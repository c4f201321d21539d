//! Prosple GraphQL adapter.
//!
//! Prosple serves graduate opportunities through a GraphQL search
//! endpoint. Beyond jobs the feed carries virtual experiences,
//! competitions, and events; those are screened out by opportunity
//! type, and the remainder is filtered to roles open to AU/NZ working
//! rights.

use ajh_core::BoardId;
use ajh_storage::HttpFetcher;
use async_trait::async_trait;
use chrono::{DateTime, Utc};
use serde_json::{json, Value as JsonValue};

use crate::{AdapterError, BoardAdapter, RawListing, SearchQuery};

const GRAPHQL_URL: &str = "https://api.prosple.com/graphql";

const JUNK_TYPES: &[&str] = &["Virtual Experience", "Competition", "Event"];

const ACCEPTED_WORKING_RIGHTS: &[&str] = &["australia", "new zealand"];

#[derive(Debug, Clone, Copy)]
pub struct ProspleAdapter;

#[async_trait]
impl BoardAdapter for ProspleAdapter {
    fn board(&self) -> BoardId {
        BoardId::Prosple
    }

    async fn fetch(&self, http: &HttpFetcher, query: &SearchQuery) -> Result<String, AdapterError> {
        let body = json!({
            "query": "query Search($keywords: String!, $location: String!) { searchOpportunities(keywords: $keywords, location: $location) { results { title overview detailPageUrl postDate employer { name } locations opportunityTypes { label } workingRights } } }",
            "variables": { "keywords": query.keywords, "location": query.location },
        });
        Ok(http.post_json(&self.board(), GRAPHQL_URL, &body).await?)
    }

    fn parse(
        &self,
        payload: &str,
        _fetched_at: DateTime<Utc>,
    ) -> Result<Vec<RawListing>, AdapterError> {
        let response: JsonValue = serde_json::from_str(payload)
            .map_err(|e| AdapterError::unexpected(self.board(), e.to_string()))?;
        let results = response
            .pointer("/data/searchOpportunities/results")
            .and_then(JsonValue::as_array)
            .ok_or_else(|| {
                AdapterError::unexpected(self.board(), "data.searchOpportunities.results missing")
            })?;

        Ok(results
            .iter()
            .filter(|r| !is_junk_type(r))
            .filter(|r| has_au_nz_working_rights(r))
            .map(raw_from_result)
            .collect())
    }
}

fn raw_from_result(result: &JsonValue) -> RawListing {
    RawListing {
        source: Some(BoardId::Prosple),
        title: json_string(result, "title"),
        company: result
            .pointer("/employer/name")
            .and_then(JsonValue::as_str)
            .map(ToString::to_string),
        location: result
            .get("locations")
            .and_then(JsonValue::as_array)
            .map(|locs| {
                locs.iter()
                    .filter_map(JsonValue::as_str)
                    .collect::<Vec<_>>()
                    .join(", ")
            })
            .filter(|s| !s.is_empty()),
        description: json_string(result, "overview"),
        salary_text: None,
        date_posted: json_string(result, "postDate")
            .and_then(|s| DateTime::parse_from_rfc3339(&s).ok())
            .map(|d| d.with_timezone(&Utc)),
        url: json_string(result, "detailPageUrl"),
    }
}

fn json_string(value: &JsonValue, key: &str) -> Option<String> {
    value
        .get(key)
        .and_then(JsonValue::as_str)
        .map(ToString::to_string)
}

fn is_junk_type(result: &JsonValue) -> bool {
    result
        .get("opportunityTypes")
        .and_then(JsonValue::as_array)
        .map(|types| {
            types
                .iter()
                .filter_map(|t| t.get("label").and_then(JsonValue::as_str))
                .any(|label| JUNK_TYPES.contains(&label))
        })
        .unwrap_or(false)
}

/// An absent working-rights list means the posting did not restrict
/// applicants, so it passes.
fn has_au_nz_working_rights(result: &JsonValue) -> bool {
    let Some(rights) = result.get("workingRights").and_then(JsonValue::as_array) else {
        return true;
    };
    if rights.is_empty() {
        return true;
    }
    rights
        .iter()
        .filter_map(JsonValue::as_str)
        .any(|right| {
            let folded = right.to_lowercase();
            ACCEPTED_WORKING_RIGHTS.iter().any(|ok| folded.contains(ok))
        })
}

#[cfg(test)]
mod tests {
    use super::*;

    const GRAPHQL_RESPONSE: &str = r#"{
  "data": {
    "searchOpportunities": {
      "results": [
        {
          "title": "Graduate Developer Program",
          "overview": "Rotations across platform and product teams.",
          "detailPageUrl": "https://au.prosple.com/opportunities/graduate-developer-program",
          "postDate": "2026-03-01T10:00:00+10:00",
          "employer": {"name": "WiseTech"},
          "locations": ["Sydney", "Remote"],
          "opportunityTypes": [{"label": "Graduate Job"}],
          "workingRights": ["Australian Citizen", "Australian Permanent Resident"]
        },
        {
          "title": "Tech Careers Virtual Experience",
          "detailPageUrl": "https://au.prosple.com/opportunities/virtual-experience",
          "employer": {"name": "BigCorp"},
          "opportunityTypes": [{"label": "Virtual Experience"}]
        },
        {
          "title": "Software Intern",
          "detailPageUrl": "https://au.prosple.com/opportunities/software-intern",
          "employer": {"name": "GlobalCo"},
          "opportunityTypes": [{"label": "Internship"}],
          "workingRights": ["United States Citizen"]
        },
        {
          "title": "Junior Engineer",
          "detailPageUrl": "https://au.prosple.com/opportunities/junior-engineer",
          "employer": {"name": "Xero"},
          "opportunityTypes": [{"label": "Graduate Job"}],
          "workingRights": ["New Zealand Citizen"]
        }
      ]
    }
  }
}"#;

    fn fetched_at() -> DateTime<Utc> {
        "2026-03-02T00:00:00Z".parse().unwrap()
    }

    #[test]
    fn keeps_au_nz_jobs_and_screens_junk_types() {
        let raws = ProspleAdapter.parse(GRAPHQL_RESPONSE, fetched_at()).unwrap();
        let titles: Vec<_> = raws.iter().filter_map(|r| r.title.as_deref()).collect();
        assert_eq!(titles, vec!["Graduate Developer Program", "Junior Engineer"]);
    }

    #[test]
    fn joins_locations_and_converts_offset_dates_to_utc() {
        let raws = ProspleAdapter.parse(GRAPHQL_RESPONSE, fetched_at()).unwrap();
        let first = &raws[0];
        assert_eq!(first.location.as_deref(), Some("Sydney, Remote"));
        assert_eq!(first.company.as_deref(), Some("WiseTech"));
        assert_eq!(
            first.date_posted,
            Some("2026-03-01T00:00:00Z".parse().unwrap())
        );
    }

    #[test]
    fn malformed_response_is_an_unexpected_payload() {
        let err = ProspleAdapter
            .parse(r#"{"data": {}}"#, fetched_at())
            .unwrap_err();
        assert!(matches!(err, AdapterError::UnexpectedPayload { .. }));
    }
}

● WORK TO COMPLETE
For this exercise, copy every line of the data that holds "overview".

● SOLUTION TO THIS EXERCISE
            "query": "query Search($keywords: String!, $location: String!) { searchOpportunities(keywords: $keywords, location: $location) { results { title overview detailPageUrl postDate employer { name } locations opportunityTypes { label } workingRights } } }",
        description: json_string(result, "overview"),
          "overview": "Rotations across platform and product teams.",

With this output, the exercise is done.